Academic publishing scams continue to plague the scientific community, posing a significant threat to the integrity of research. While we expect scholarly journals to uphold rigorous standards, deceitful practices persist, undermining the credibility of the publishing process.

In this article, we shed light on some of the deceptive tactics employed by predatory publishers, and offer insights into how researchers can navigate this complex domain to ensure their work reaches credible platforms.

Overview of academic publishing scams

Academic publishing scams are a growing concern within the scholarly community. These scams involve unethical practices that exploit the publishing process for personal gain. One common scam is the re-publication of mispublished manuscripts, where researchers seek to benefit financially by submitting their work to multiple journals. This practice not only undermines the integrity of the academic publishing system but also hampers the advancement of knowledge. For instance, it leads to the wastage of valuable resources such as time and funding.

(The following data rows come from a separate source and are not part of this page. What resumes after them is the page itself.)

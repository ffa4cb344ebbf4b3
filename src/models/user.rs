use chrono::{DateTime, Utc};
use serde::{Deserialize, Serialize};
use uuid::Uuid;

#[derive(Debug, Clone, Serialize, Deserialize, sqlx::FromRow)]
pub struct User {
    pub id: Uuid,
    pub email: String,
    #[serde(skip_serializing)]
    pub password_hash: String,
    pub name: String,
    pub created_at: DateTime<Utc>,
    pub updated_at: DateTime<Utc>,
}

#[derive(Debug, Clone, sqlx::FromRow)]
pub struct Session {
    pub id: Uuid,
    pub user_id: Uuid,
    pub token_hash: String,
    pub expires_at: DateTime<Utc>,
    pub created_at: DateTime<Utc>,
}

#[derive(Debug, Deserialize)]
pub struct CreateUser {
    pub email: String,
    pub password: String,
    pub name: String,
}

#[derive(Debug, Serialize)]
pub struct UserResponse {
    pub id: Uuid,
    pub email: String,
    pub name: String,
    pub created_at: DateTime<Utc>,
}

impl From<User> for UserResponse {
    fn from(user: User) -> Self {
        Self {
            id: user.id,
            email: user.email,
            name: user.name,
            created_at: user.created_at,
        }
    }
}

Additionally, it diminishes the credibility of legitimate research, as it becomes increasingly difficult to differentiate between reputable and predatory journals. Safeguarding against such scams is crucial to protecting the integrity and reliability of academic publishing.

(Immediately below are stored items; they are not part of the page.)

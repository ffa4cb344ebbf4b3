use argon2::{
    password_hash::{
        rand_core::{OsRng, RngCore},
        PasswordHash, PasswordHasher, PasswordVerifier, SaltString,
    },
    Argon2,
};
use sha2::{Digest, Sha256};

use crate::error::{AppError, Result};

pub fn hash_password(password: &str) -> Result<String> {
    let salt = SaltString::generate(&mut OsRng);
    Argon2::default()
        .hash_password(password.as_bytes(), &salt)
        .map(|hash| hash.to_string())
        .map_err(|e| AppError::Internal(format!("Password hashing failed: {}", e)))
}

pub fn verify_password(password: &str, hash: &str) -> Result<bool> {
    let parsed = PasswordHash::new(hash)
        .map_err(|e| AppError::Internal(format!("Invalid password hash: {}", e)))?;
    Ok(Argon2::default()
        .verify_password(password.as_bytes(), &parsed)
        .is_ok())
}

/// Random 256-bit token, hex encoded. Only its hash is stored.
pub fn generate_token() -> String {
    let mut bytes = [0u8; 32];
    OsRng.fill_bytes(&mut bytes);
    hex::encode(bytes)
}

pub fn hash_token(token: &str) -> String {
    hex::encode(Sha256::digest(token.as_bytes()))
}

#[cfg(test)]
mod tests {
    use super::*;

    #[test]
    fn password_round_trip() {
        let hash = hash_password("correct horse").unwrap();
        assert!(verify_password("correct horse", &hash).unwrap());
        assert!(!verify_password("wrong horse", &hash).unwrap());
    }

    #[test]
    fn tokens_are_unique_and_hash_stably() {
        let a = generate_token();
        let b = generate_token();
        assert_eq!(a.len(), 64);
        assert_ne!(a, b);
        assert_eq!(hash_token(&a), hash_token(&a));
        assert_ne!(hash_token(&a), a);
    }
}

But we will consider another instance of re-publication: We want to create incentives to legitimately republish mispublished (e.g. ended in a predatory journal) manuscripts, to salvage them. It is well accepted that re-publication contradicts scientific ethics, but scientific ethics is not set in stone, scientific ethic is even not a science. We want to amend it.

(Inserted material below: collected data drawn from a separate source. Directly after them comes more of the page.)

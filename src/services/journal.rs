//! Per-board transient state: the undo stack and the history log.
//!
//! Nothing here is persisted. Entries live for the lifetime of the process
//! and are dropped when their board is deleted.

use std::collections::{HashMap, VecDeque};
use std::sync::{Arc, Mutex, PoisonError};

use chrono::Utc;
use tokio::sync::{Mutex as AsyncMutex, OwnedMutexGuard};
use uuid::Uuid;

use crate::models::{Command, Event};

pub const HISTORY_LIMIT: usize = 50;

#[derive(Debug, Default)]
pub struct BoardLedger {
    undo: Vec<Command>,
    /// Most recent first.
    history: VecDeque<Event>,
}

impl BoardLedger {
    pub fn push(&mut self, command: Command) {
        self.undo.push(command);
    }

    pub fn pop(&mut self) -> Option<Command> {
        self.undo.pop()
    }

    pub fn undo_depth(&self) -> usize {
        self.undo.len()
    }

    pub fn record(&mut self, actor: &str, action: &str, detail: impl Into<String>) {
        self.history.push_front(Event {
            actor: actor.to_string(),
            action: action.to_string(),
            detail: detail.into(),
            timestamp: Utc::now(),
        });
        self.history.truncate(HISTORY_LIMIT);
    }

    pub fn history(&self) -> Vec<Event> {
        self.history.iter().cloned().collect()
    }
}

/// Side-table from board id to its ledger. Holding a board's guard
/// serializes every mutation of that board; other boards are unaffected.
#[derive(Clone, Default)]
pub struct BoardJournal {
    boards: Arc<Mutex<HashMap<Uuid, Arc<AsyncMutex<BoardLedger>>>>>,
}

impl BoardJournal {
    pub fn new() -> Self {
        Self::default()
    }

    fn entry(&self, board_id: Uuid) -> Arc<AsyncMutex<BoardLedger>> {
        let mut boards = self.boards.lock().unwrap_or_else(PoisonError::into_inner);
        boards.entry(board_id).or_default().clone()
    }

    /// Registers a freshly created board.
    pub fn open(&self, board_id: Uuid) {
        self.entry(board_id);
    }

    /// Waits for exclusive access to the board's ledger. Boards created
    /// before this process started get an empty ledger on first use.
    pub async fn lock(&self, board_id: Uuid) -> OwnedMutexGuard<BoardLedger> {
        self.entry(board_id).lock_owned().await
    }

    /// Drops the ledger of a deleted board.
    pub fn forget(&self, board_id: Uuid) {
        let mut boards = self.boards.lock().unwrap_or_else(PoisonError::into_inner);
        boards.remove(&board_id);
    }
}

Importance of addressing deceptive publishing practices

Addressing deceptive publishing practices is crucial in creating economical incentives to re-publish mispublished manuscripts. By combating deceptive practices, we can ensure the integrity of the publishing industry and maintain the trust of readers and researchers. For instance, consider the impact of fraudulent research findings being published and disseminated.

This can not only result in wasted resources for the scientific community but also misinform the public and potentially harm individuals who rely on such findings for medical decisions. Taking measures to address deceptive publishing practices helps mitigate these risks and promotes a reliable and credible scholarly ecosystem.

Understanding Academic Publishing Scams

One common issue in academic publishing is the existence of scams that exploit researchers seeking publication opportunities. These scams lure authors with false promises of quick publication and wide dissemination of their work, only to charge hefty fees without delivering on those promises.

For example, some predatory publishers may accept manuscripts regardless of their quality, leading to the publication of subpar research or even complete nonsense. This can undermine the credibility and reputation of legitimate academic journals and hinder the dissemination of valuable knowledge. It is imperative for researchers to exercise vigilance and thoroughly evaluate the reputation and authenticity of publishers before submitting their work, to avoid falling victim to these scams.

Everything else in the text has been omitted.